BACTERIAL-RESISTANCE TO COMPLEMENT KILLING MEDIATED BY THE AIL PROTEIN OF YERSINIA-ENTEROCOLITICA

Ail is a 17-kDa outer membrane Yersinia protein that mediates bacterial attachment to, and invasion of, cultured epithelial cells. We report here an alternative role for Ail in the pathogenesis of Yersinia infection. We found that Escherichia coli HB101 harboring the 4-kilobase recombinant ail clone pVM102 were highly resistant to killing in up to 50% normal human serum. A 674-base-pair fragment of DNA from pVM102, which encodes the ail gene, was inserted into pUC18 and shown to promote full resistance to complement killing in E. coli HB101. Cellular attachment and resistance to complement killing in a plasmid-cured inv- strain of Yersinia enterocolitica (0:8) was correlated with the thermoinduced expression of Ail at 37-degrees-C. Insertional inactivation of ail in Y. enterocolitica resulted in loss of both thermoinduced bacterial properties.
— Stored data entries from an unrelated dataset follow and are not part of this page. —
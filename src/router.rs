//! Host pool and per-request routing
//!
//! The pool is published as an immutable [`PoolSnapshot`] behind an
//! [`ArcSwap`]. Writers serialize on a mutex, build a new snapshot from the
//! current one and swap it in; readers load whatever snapshot is current and
//! never block. The route map lives inside the snapshot so it is always
//! consistent with the host list it was built with.

use crate::host::{Availability, Host, HostLimits, HostSpec};
use crate::selector::HostSelector;
use arc_swap::ArcSwap;
use hyper::header::COOKIE;
use hyper::{HeaderMap, Uri};
use parking_lot::Mutex;
use std::collections::HashMap;
use std::sync::Arc;
use tracing::{debug, info};

/// One published view of the pool
#[derive(Debug, Default)]
pub struct PoolSnapshot {
    pub hosts: Vec<Arc<Host>>,
    routes: HashMap<String, Arc<Host>>,
}

impl PoolSnapshot {
    pub fn route(&self, route_id: &str) -> Option<&Arc<Host>> {
        self.routes.get(route_id)
    }

    pub fn route_count(&self) -> usize {
        self.routes.len()
    }
}

/// Key used to remove a host from the pool
#[derive(Debug, Clone, PartialEq, Eq)]
pub enum HostMatch {
    Uri(Uri),
    InstanceId(String),
}

impl HostMatch {
    /// Instance id wins when both keys are supplied
    pub fn from_parts(uri: Option<Uri>, instance_id: Option<String>) -> Option<Self> {
        match (instance_id, uri) {
            (Some(id), _) => Some(HostMatch::InstanceId(id)),
            (None, Some(uri)) => Some(HostMatch::Uri(uri)),
            (None, None) => None,
        }
    }

    fn matches(&self, host: &Host) -> bool {
        match self {
            HostMatch::Uri(uri) => host.uri == *uri,
            HostMatch::InstanceId(id) => host.instance_id.as_deref() == Some(id.as_str()),
        }
    }
}

/// Routing metadata carried by an inbound request
#[derive(Debug, Clone, Default, PartialEq, Eq)]
pub struct RouteRequest {
    /// `type` query parameter
    pub category: Option<String>,
    /// `id` query parameter
    pub request_id: Option<String>,
    /// `arg` query parameter
    pub argument: Option<String>,
    /// Route key parsed out of the session cookie
    pub session_route: Option<String>,
}

impl RouteRequest {
    /// Classify a request from its query string and cookies
    pub fn from_parts(uri: &Uri, headers: &HeaderMap, cookie_names: &[String]) -> Self {
        let mut request = RouteRequest::default();

        if let Some(query) = uri.query() {
            for pair in query.split('&') {
                let (key, value) = pair.split_once('=').unwrap_or((pair, ""));
                let value = match urlencoding::decode(value) {
                    Ok(v) => v.into_owned(),
                    Err(_) => continue,
                };
                match key {
                    "type" => request.category = Some(value),
                    "id" => request.request_id = Some(value),
                    "arg" => request.argument = Some(value),
                    _ => {}
                }
            }
        }

        request.session_route = session_token(headers, cookie_names)
            .and_then(|token| parse_route(&token).map(String::from));

        request
    }

    pub fn with_category(mut self, category: impl Into<String>) -> Self {
        self.category = Some(category.into());
        self
    }

    pub fn with_session_route(mut self, route: impl Into<String>) -> Self {
        self.session_route = Some(route.into());
        self
    }
}

/// Find the first configured session cookie present on the request
fn session_token(headers: &HeaderMap, cookie_names: &[String]) -> Option<String> {
    let cookies: Vec<(&str, &str)> = headers
        .get_all(COOKIE)
        .iter()
        .filter_map(|v| v.to_str().ok())
        .flat_map(|v| v.split(';'))
        .filter_map(|c| c.trim().split_once('='))
        .collect();

    cookie_names.iter().find_map(|name| {
        cookies
            .iter()
            .find(|(k, _)| *k == name.as_str())
            .map(|(_, v)| v.trim_matches('"').to_string())
    })
}

/// Extract the route key from a `<opaque>.<route>[.<suffix>]` session token
pub fn parse_route(token: &str) -> Option<&str> {
    let (_, rest) = token.split_once('.')?;
    let route = rest.split('.').next()?;
    if route.is_empty() {
        None
    } else {
        Some(route)
    }
}

/// Hosts already tried for the current request
#[derive(Debug, Default)]
pub struct AttemptedHosts {
    hosts: Vec<Arc<Host>>,
}

impl AttemptedHosts {
    pub fn new() -> Self {
        Self::default()
    }

    pub fn insert(&mut self, host: Arc<Host>) {
        if !self.contains(&host) {
            self.hosts.push(host);
        }
    }

    pub fn contains(&self, host: &Arc<Host>) -> bool {
        self.hosts.iter().any(|h| Arc::ptr_eq(h, host))
    }

    pub fn len(&self) -> usize {
        self.hosts.len()
    }

    pub fn is_empty(&self) -> bool {
        self.hosts.is_empty()
    }
}

/// Owns the live host pool and picks a host per request attempt
pub struct HostRouter {
    snapshot: ArcSwap<PoolSnapshot>,
    write_lock: Mutex<()>,
    selector: Arc<dyn HostSelector>,
    limits: HostLimits,
}

impl HostRouter {
    pub fn new(selector: Arc<dyn HostSelector>, limits: HostLimits) -> Arc<Self> {
        Arc::new(Self {
            snapshot: ArcSwap::from_pointee(PoolSnapshot::default()),
            write_lock: Mutex::new(()),
            selector,
            limits,
        })
    }

    /// The currently published pool
    pub fn snapshot(&self) -> Arc<PoolSnapshot> {
        self.snapshot.load_full()
    }

    pub fn len(&self) -> usize {
        self.snapshot.load().hosts.len()
    }

    pub fn is_empty(&self) -> bool {
        self.len() == 0
    }

    pub fn selector_name(&self) -> &'static str {
        self.selector.name()
    }

    /// Add a host and publish the extended pool
    pub fn add_host(&self, spec: HostSpec) -> Arc<Host> {
        let host = Host::new(spec, self.limits);

        let _guard = self.write_lock.lock();
        let current = self.snapshot.load();

        let mut hosts = Vec::with_capacity(current.hosts.len() + 1);
        hosts.extend(current.hosts.iter().cloned());
        hosts.push(Arc::clone(&host));

        let mut routes = current.routes.clone();
        if let Some(ref route) = host.route_id {
            routes.insert(route.clone(), Arc::clone(&host));
        }

        self.snapshot.store(Arc::new(PoolSnapshot { hosts, routes }));

        info!(
            uri = %host.uri,
            route = host.route_id.as_deref(),
            instance_id = host.instance_id.as_deref(),
            total_hosts = current.hosts.len() + 1,
            "Added host to pool"
        );

        host
    }

    /// Remove the first host matching `key`. Returns `None` if nothing matched.
    pub fn remove_host(&self, key: &HostMatch) -> Option<Arc<Host>> {
        let _guard = self.write_lock.lock();
        let current = self.snapshot.load();

        let pos = current.hosts.iter().position(|h| key.matches(h))?;
        let removed = Arc::clone(&current.hosts[pos]);

        let hosts: Vec<Arc<Host>> = current
            .hosts
            .iter()
            .enumerate()
            .filter(|(i, _)| *i != pos)
            .map(|(_, h)| Arc::clone(h))
            .collect();

        let mut routes = current.routes.clone();
        if let Some(ref route) = removed.route_id {
            if routes
                .get(route)
                .is_some_and(|h| Arc::ptr_eq(h, &removed))
            {
                routes.remove(route);
            }
        }

        let remaining = hosts.len();
        self.snapshot.store(Arc::new(PoolSnapshot { hosts, routes }));
        removed.close();

        info!(
            uri = %removed.uri,
            instance_id = removed.instance_id.as_deref(),
            total_hosts = remaining,
            "Removed host from pool"
        );

        Some(removed)
    }

    /// Pick a host for one attempt of `request`, skipping `attempted`.
    ///
    /// Preference: sticky route, then the first AVAILABLE host in a circular
    /// scan from the selector's index, then the first FULL host seen, then
    /// the first PROBLEM / FULL_QUEUE host seen. `None` means no backend.
    pub fn select_host(
        &self,
        request: &RouteRequest,
        attempted: &AttemptedHosts,
    ) -> Option<Arc<Host>> {
        let snapshot = self.snapshot.load();

        if let Some(ref route) = request.session_route {
            if let Some(host) = snapshot.routes.get(route) {
                if !attempted.contains(host) {
                    debug!(route, uri = %host.uri, "Sticky route hit");
                    return Some(Arc::clone(host));
                }
            }
        }

        let hosts = &snapshot.hosts;
        if hosts.is_empty() {
            return None;
        }

        let start = self
            .selector
            .select_start_index(hosts, request.category.as_deref())
            % hosts.len();

        let mut full: Option<&Arc<Host>> = None;
        let mut degraded: Option<&Arc<Host>> = None;

        for offset in 0..hosts.len() {
            let host = &hosts[(start + offset) % hosts.len()];
            if attempted.contains(host) {
                continue;
            }
            match host.availability() {
                Availability::Available => return Some(Arc::clone(host)),
                Availability::Full => {
                    full.get_or_insert(host);
                }
                Availability::Problem | Availability::FullQueue => {
                    degraded.get_or_insert(host);
                }
                Availability::Closed => {}
            }
        }

        full.or(degraded).cloned()
    }
}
Cellular attachment and serum resistance were restored by complementation of the defect by plasmid-encoded ail. Complementation of cell attachment activity required bacterial growth at 37-degrees-C, indicating that an additional thermoinduced factor is required for this Ail function. In addition, these studies reveal that functional homology exists between Ail and the structurally related protein Rck, which promotes resistance to complement killing in Salmonella typhimurium.